[jump-admins] IPv6 multihoming

James A. T. Rice james_r-ipv6ops at jump.org.uk
Tue Feb 8 10:34:31 CET 2011


On Tue, 8 Feb 2011, Gert Doering wrote:

>> No they don't, give them extra separate space.
>
> That's just playing pingpong with politics.  "So the routing folks are
> not able to come up with a recommendation, so we put the pressure on
> the address policy group to come up with criteria who is allowed to
> have a second slot in the routing table (and bonus addres space that
> comes with it!) and who is not".
>
> This is the approach that hasn't worked for the last 10 years, which is 
> why the ball is in the operator's camp now.

The reason it's not worked for the last 10 years is because if someone 
deaggregates their /16 into a bunch /24, it simply works. If we make sure 
it doesn't work, then they won't be able to do it.

Making ISPs go to the extra effort of getting another prefix from an RIR 
does put more workload on the RIR, it also makes sure that people can't 
overnight deaggregate for no reason at all, not being answerable to anyone 
(whereas at least they will have to provide a valid reason to the RIR for 
their extra prefixes).

In IPv4 people deaggregate because they can. There's noone to say make 
sure you announce an aggregate prefix too, there's noone to say try using 
more specifics with no-export. If withdrawing your aggregate and spewing a 
bunch of /24s into the global tables works fine, people have no reason to 
do otherwise.

As for the arguement that it's up to operators to not accept these 
prefixes, the commercial reality is that if everyone else is accepting the 
deaggregations, you have to too, otherwise lose customers. Commercial 
reality of today means that common sense long term technical 
considerations can't be taken into account.
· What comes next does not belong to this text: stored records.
//! Additive harmonic synthesis driven by a [`FeatureRecord`].

use std::f64::consts::TAU;

use thiserror::Error;
use tracing::{info, warn};

use crate::features::{FeatureRecord, DEFAULT_FORMANTS_HZ, DEFAULT_FUNDAMENTAL_HZ};

/// Estimated speaking time per word
pub const SECONDS_PER_WORD: f64 = 0.5;
/// Peak absolute amplitude after normalization
pub const TARGET_PEAK: f32 = 0.8;

const FUNDAMENTAL_GAIN: f64 = 0.3;
const HARMONIC_GAIN: f64 = 0.1;
const FORMANT_GAIN: f64 = 0.05;
const JITTER_DEPTH: f64 = 0.02;
const JITTER_RATE_HZ: f64 = 5.0;
const FALLBACK_GAIN: f64 = 0.3;

#[derive(Debug, Error, PartialEq)]
pub enum SynthesisError {
    #[error("fundamental frequency must be finite and positive, got {0}")]
    InvalidFundamental(f64),

    #[error("formant frequency must be finite, got {0}")]
    InvalidFormant(f64),

    #[error("synthesized waveform contains non-finite samples")]
    NonFiniteOutput,
}

/// A rendered waveform and its nominal duration
#[derive(Debug, Clone)]
pub struct Synthesis {
    pub samples: Vec<f32>,
    pub duration_secs: f64,
}

pub fn word_count(text: &str) -> usize {
    text.split_whitespace().count()
}

/// Duration in seconds and sample count estimated from the word count
pub fn estimate_length(text: &str, sample_rate: u32) -> (f64, usize) {
    let duration = word_count(text) as f64 * SECONDS_PER_WORD;
    let samples = (duration * sample_rate as f64).round() as usize;
    (duration, samples)
}

/// `n` evenly spaced points covering `[0, duration]`, both ends included
fn time_axis(n: usize, duration: f64) -> Vec<f64> {
    match n {
        0 => Vec::new(),
        1 => vec![0.0],
        _ => {
            let step = duration / (n - 1) as f64;
            (0..n).map(|i| i as f64 * step).collect()
        }
    }
}

/// Render `text` with the given voice characteristics.
///
/// Missing characteristics fall back to a 150 Hz voice with formants at
/// 800, 1200 and 2400 Hz. Rendering failures degrade to a plain 150 Hz
/// tone of the same duration instead of propagating.
pub fn synthesize(text: &str, features: Option<&FeatureRecord>, sample_rate: u32) -> Synthesis {
    let (duration_secs, sample_count) = estimate_length(text, sample_rate);
    if sample_count == 0 {
        return Synthesis {
            samples: Vec::new(),
            duration_secs,
        };
    }

    let t = time_axis(sample_count, duration_secs);
    let samples = match render(&t, duration_secs, features, sample_rate) {
        Ok(samples) => {
            info!(samples = samples.len(), duration_secs, "generated speech");
            samples
        }
        Err(e) => {
            warn!(stage = "synthesis", error = %e, "falling back to default tone");
            fallback_tone(&t)
        }
    };

    Synthesis {
        samples,
        duration_secs,
    }
}

fn render(
    t: &[f64],
    duration: f64,
    features: Option<&FeatureRecord>,
    sample_rate: u32,
) -> Result<Vec<f32>, SynthesisError> {
    let f0 = features
        .map(|f| f.fundamental_freq_hz)
        .unwrap_or(DEFAULT_FUNDAMENTAL_HZ);
    if !f0.is_finite() || f0 <= 0.0 {
        return Err(SynthesisError::InvalidFundamental(f0));
    }

    let formants: &[f64] = match features {
        Some(f) if !f.formant_freqs_hz.is_empty() => f.formant_freqs_hz.as_slice(),
        _ => &DEFAULT_FORMANTS_HZ[..],
    };
    if let Some(&bad) = formants.iter().find(|f| !f.is_finite()) {
        return Err(SynthesisError::InvalidFormant(bad));
    }

    let mut audio: Vec<f64> = t
        .iter()
        .map(|&t| {
            let mut v = FUNDAMENTAL_GAIN * (TAU * f0 * t).sin();
            for i in 2..=5 {
                let i = i as f64;
                v += HARMONIC_GAIN / i * (TAU * f0 * i * t).sin();
            }
            for &formant in formants {
                v += FORMANT_GAIN * (TAU * formant * t).sin();
            }
            v * (-t / duration).exp()
        })
        .collect();

    normalize(&mut audio, TARGET_PEAK as f64);

    for (i, v) in audio.iter_mut().enumerate() {
        *v *= 1.0 + JITTER_DEPTH * (TAU * JITTER_RATE_HZ * i as f64 / sample_rate as f64).sin();
    }

    if audio.iter().any(|v| !v.is_finite()) {
        return Err(SynthesisError::NonFiniteOutput);
    }
    Ok(audio.into_iter().map(|v| v as f32).collect())
}

/// Scale so the peak absolute value equals `peak`; silent input is left as is.
pub fn normalize(audio: &mut [f64], peak: f64) {
    let max = audio.iter().fold(0.0f64, |m, v| m.max(v.abs()));
    if max > 0.0 && max.is_finite() {
        let gain = peak / max;
        audio.iter_mut().for_each(|v| *v *= gain);
    }
}

fn fallback_tone(t: &[f64]) -> Vec<f32> {
    t.iter()
        .map(|&t| (FALLBACK_GAIN * (TAU * DEFAULT_FUNDAMENTAL_HZ * t).sin()) as f32)
        .collect()
}

#[cfg(test)]
mod tests {
    use super::*;

    const SR: u32 = 22050;

    fn peak(samples: &[f32]) -> f32 {
        samples.iter().fold(0.0f32, |m, v| m.max(v.abs()))
    }

    #[test]
    fn test_duration_follows_word_count() {
        for (text, words) in [("one", 1), ("Hello Nicolette", 2), ("a b  c\td\ne", 5)] {
            let out = synthesize(text, None, SR);
            let expected = words as f64 * SECONDS_PER_WORD;
            assert!((out.duration_secs - expected).abs() < 1e-12);
            assert_eq!(out.samples.len(), (expected * SR as f64).round() as usize);
        }
    }

    #[test]
    fn test_hello_nicolette_is_one_second() {
        let out = synthesize("Hello Nicolette", None, SR);
        assert_eq!(out.duration_secs, 1.0);
        assert_eq!(out.samples.len(), 22050);
    }

    #[test]
    fn test_empty_text_yields_empty_waveform() {
        let out = synthesize("   ", None, SR);
        assert_eq!(out.duration_secs, 0.0);
        assert!(out.samples.is_empty());
    }

    #[test]
    fn test_peak_is_normalized_within_jitter_band() {
        let features = FeatureRecord {
            fundamental_freq_hz: 120.0,
            formant_freqs_hz: vec![700.0, 1100.0, 2500.0],
            cepstral_means: vec![0.0; 13],
            spectral_centroid_mean: 900.0,
            duration_secs: 3.0,
        };
        let out = synthesize("the quick brown fox", Some(&features), SR);
        let p = peak(&out.samples);
        let jitter = (TARGET_PEAK as f64 * JITTER_DEPTH) as f32;
        assert!(p >= TARGET_PEAK - jitter - 1e-4 && p <= TARGET_PEAK + jitter + 1e-4, "peak {p}");
    }

    #[test]
    fn test_normalize_hits_exact_peak() {
        let mut audio = vec![0.1, -0.5, 0.25];
        normalize(&mut audio, 0.8);
        assert!((audio[1] + 0.8).abs() < 1e-12);
        let mut silent = vec![0.0; 4];
        normalize(&mut silent, 0.8);
        assert!(silent.iter().all(|&v| v == 0.0));
    }

    #[test]
    fn test_invalid_fundamental_falls_back_to_tone() {
        let mut features = FeatureRecord::fallback(1.0);
        features.fundamental_freq_hz = f64::NAN;
        let out = synthesize("two words", Some(&features), SR);
        assert_eq!(out.samples.len(), 22050);
        assert!((peak(&out.samples) - 0.3).abs() < 1e-3);
    }

    #[test]
    fn test_empty_formants_use_defaults() {
        let mut features = FeatureRecord::fallback(1.0);
        features.formant_freqs_hz.clear();
        let with_empty = synthesize("hi there", Some(&features), SR);
        let with_defaults = synthesize("hi there", None, SR);
        assert_eq!(with_empty.samples, with_defaults.samples);
    }

    #[test]
    fn test_time_axis_includes_endpoints() {
        let t = time_axis(5, 2.0);
        assert_eq!(t, vec![0.0, 0.5, 1.0, 1.5, 2.0]);
        assert_eq!(time_axis(1, 2.0), vec![0.0]);
    }
}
PA is Provider Aggregatable. If a provider can't aggregate the block, make 
the policy be to give them another one. This ensures we can stop the 
insanity of deaggregation happening from day one, and if the 
abovementioned "Deaggregation works because everyone accepts the 
deaggregated routes, so there's no reason not to do it" isn't available, 
then we'll end up with a tidy table, decent convergence times, and a 
hardware refresh cycle that will be good for the ISPs, not the vendors.